What this task involves — Exactly as written, copy the lines of the data below from the first through the one containing "pub fn with_api_base(mut".

Stored data
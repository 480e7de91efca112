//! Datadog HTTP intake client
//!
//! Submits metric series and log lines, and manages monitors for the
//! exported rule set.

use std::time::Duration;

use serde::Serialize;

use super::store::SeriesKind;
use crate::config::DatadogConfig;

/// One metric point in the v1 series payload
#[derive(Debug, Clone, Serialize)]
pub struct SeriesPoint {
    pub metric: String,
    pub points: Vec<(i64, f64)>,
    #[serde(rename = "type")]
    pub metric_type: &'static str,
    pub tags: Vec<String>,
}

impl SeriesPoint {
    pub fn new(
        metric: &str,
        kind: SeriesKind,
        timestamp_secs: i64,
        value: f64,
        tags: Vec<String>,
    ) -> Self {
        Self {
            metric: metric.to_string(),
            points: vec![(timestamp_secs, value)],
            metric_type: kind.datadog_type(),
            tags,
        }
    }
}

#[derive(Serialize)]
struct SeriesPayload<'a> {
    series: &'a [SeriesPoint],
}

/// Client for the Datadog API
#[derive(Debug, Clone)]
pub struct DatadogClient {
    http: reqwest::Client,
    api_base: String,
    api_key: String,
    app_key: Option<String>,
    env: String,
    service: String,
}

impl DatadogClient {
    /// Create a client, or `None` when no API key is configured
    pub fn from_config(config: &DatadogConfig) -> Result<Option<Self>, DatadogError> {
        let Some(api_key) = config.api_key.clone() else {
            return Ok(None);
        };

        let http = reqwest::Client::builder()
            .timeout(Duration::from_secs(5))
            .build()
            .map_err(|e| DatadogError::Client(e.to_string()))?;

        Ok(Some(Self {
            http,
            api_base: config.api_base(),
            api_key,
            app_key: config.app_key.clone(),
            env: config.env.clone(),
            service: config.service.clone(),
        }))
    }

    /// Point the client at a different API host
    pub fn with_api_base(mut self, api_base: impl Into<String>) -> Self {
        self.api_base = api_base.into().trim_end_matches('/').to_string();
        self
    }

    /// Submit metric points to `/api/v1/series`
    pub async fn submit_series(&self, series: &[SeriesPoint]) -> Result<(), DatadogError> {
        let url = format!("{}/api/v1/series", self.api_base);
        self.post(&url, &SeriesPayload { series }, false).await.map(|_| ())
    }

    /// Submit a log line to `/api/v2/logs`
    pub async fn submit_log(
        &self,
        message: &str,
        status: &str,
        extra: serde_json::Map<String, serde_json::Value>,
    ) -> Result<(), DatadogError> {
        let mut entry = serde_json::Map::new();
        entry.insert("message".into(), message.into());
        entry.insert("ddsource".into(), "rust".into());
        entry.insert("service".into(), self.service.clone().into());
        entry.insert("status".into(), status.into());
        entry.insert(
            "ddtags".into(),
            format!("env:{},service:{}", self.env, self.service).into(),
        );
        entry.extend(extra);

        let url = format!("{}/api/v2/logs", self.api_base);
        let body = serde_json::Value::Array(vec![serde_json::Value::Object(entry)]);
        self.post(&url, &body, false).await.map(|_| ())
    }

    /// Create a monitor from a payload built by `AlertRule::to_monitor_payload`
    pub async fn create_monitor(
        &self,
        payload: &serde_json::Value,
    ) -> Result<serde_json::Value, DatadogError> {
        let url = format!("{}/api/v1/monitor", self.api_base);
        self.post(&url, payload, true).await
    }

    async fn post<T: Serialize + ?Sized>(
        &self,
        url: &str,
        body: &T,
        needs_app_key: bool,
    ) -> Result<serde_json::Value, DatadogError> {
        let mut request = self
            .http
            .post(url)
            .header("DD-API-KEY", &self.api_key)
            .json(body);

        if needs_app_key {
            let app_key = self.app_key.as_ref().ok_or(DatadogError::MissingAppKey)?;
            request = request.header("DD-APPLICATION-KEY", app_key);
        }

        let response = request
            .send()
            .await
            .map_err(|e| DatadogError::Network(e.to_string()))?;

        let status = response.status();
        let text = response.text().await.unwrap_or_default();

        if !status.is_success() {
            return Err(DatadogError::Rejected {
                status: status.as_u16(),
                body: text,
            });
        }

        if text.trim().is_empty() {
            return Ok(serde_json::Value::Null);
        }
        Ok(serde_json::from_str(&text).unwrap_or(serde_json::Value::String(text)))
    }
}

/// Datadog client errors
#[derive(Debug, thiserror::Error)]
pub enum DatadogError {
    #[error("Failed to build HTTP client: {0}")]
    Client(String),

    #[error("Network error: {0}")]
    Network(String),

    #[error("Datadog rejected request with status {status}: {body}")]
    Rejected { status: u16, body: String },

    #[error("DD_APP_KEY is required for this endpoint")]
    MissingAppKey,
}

Response —
repository 480e7de91efca112
//! Datadog HTTP intake client
//!
//! Submits metric series and log lines, and manages monitors for the
//! exported rule set.

use std::time::Duration;

use serde::Serialize;

use super::store::SeriesKind;
use crate::config::DatadogConfig;

/// One metric point in the v1 series payload
#[derive(Debug, Clone, Serialize)]
pub struct SeriesPoint {
    pub metric: String,
    pub points: Vec<(i64, f64)>,
    #[serde(rename = "type")]
    pub metric_type: &'static str,
    pub tags: Vec<String>,
}

impl SeriesPoint {
    pub fn new(
        metric: &str,
        kind: SeriesKind,
        timestamp_secs: i64,
        value: f64,
        tags: Vec<String>,
    ) -> Self {
        Self {
            metric: metric.to_string(),
            points: vec![(timestamp_secs, value)],
            metric_type: kind.datadog_type(),
            tags,
        }
    }
}

#[derive(Serialize)]
struct SeriesPayload<'a> {
    series: &'a [SeriesPoint],
}

/// Client for the Datadog API
#[derive(Debug, Clone)]
pub struct DatadogClient {
    http: reqwest::Client,
    api_base: String,
    api_key: String,
    app_key: Option<String>,
    env: String,
    service: String,
}

impl DatadogClient {
    /// Create a client, or `None` when no API key is configured
    pub fn from_config(config: &DatadogConfig) -> Result<Option<Self>, DatadogError> {
        let Some(api_key) = config.api_key.clone() else {
            return Ok(None);
        };

        let http = reqwest::Client::builder()
            .timeout(Duration::from_secs(5))
            .build()
            .map_err(|e| DatadogError::Client(e.to_string()))?;

        Ok(Some(Self {
            http,
            api_base: config.api_base(),
            api_key,
            app_key: config.app_key.clone(),
            env: config.env.clone(),
            service: config.service.clone(),
        }))
    }

    /// Point the client at a different API host
    pub fn with_api_base(mut self, api_base: impl Into<String>) -> Self {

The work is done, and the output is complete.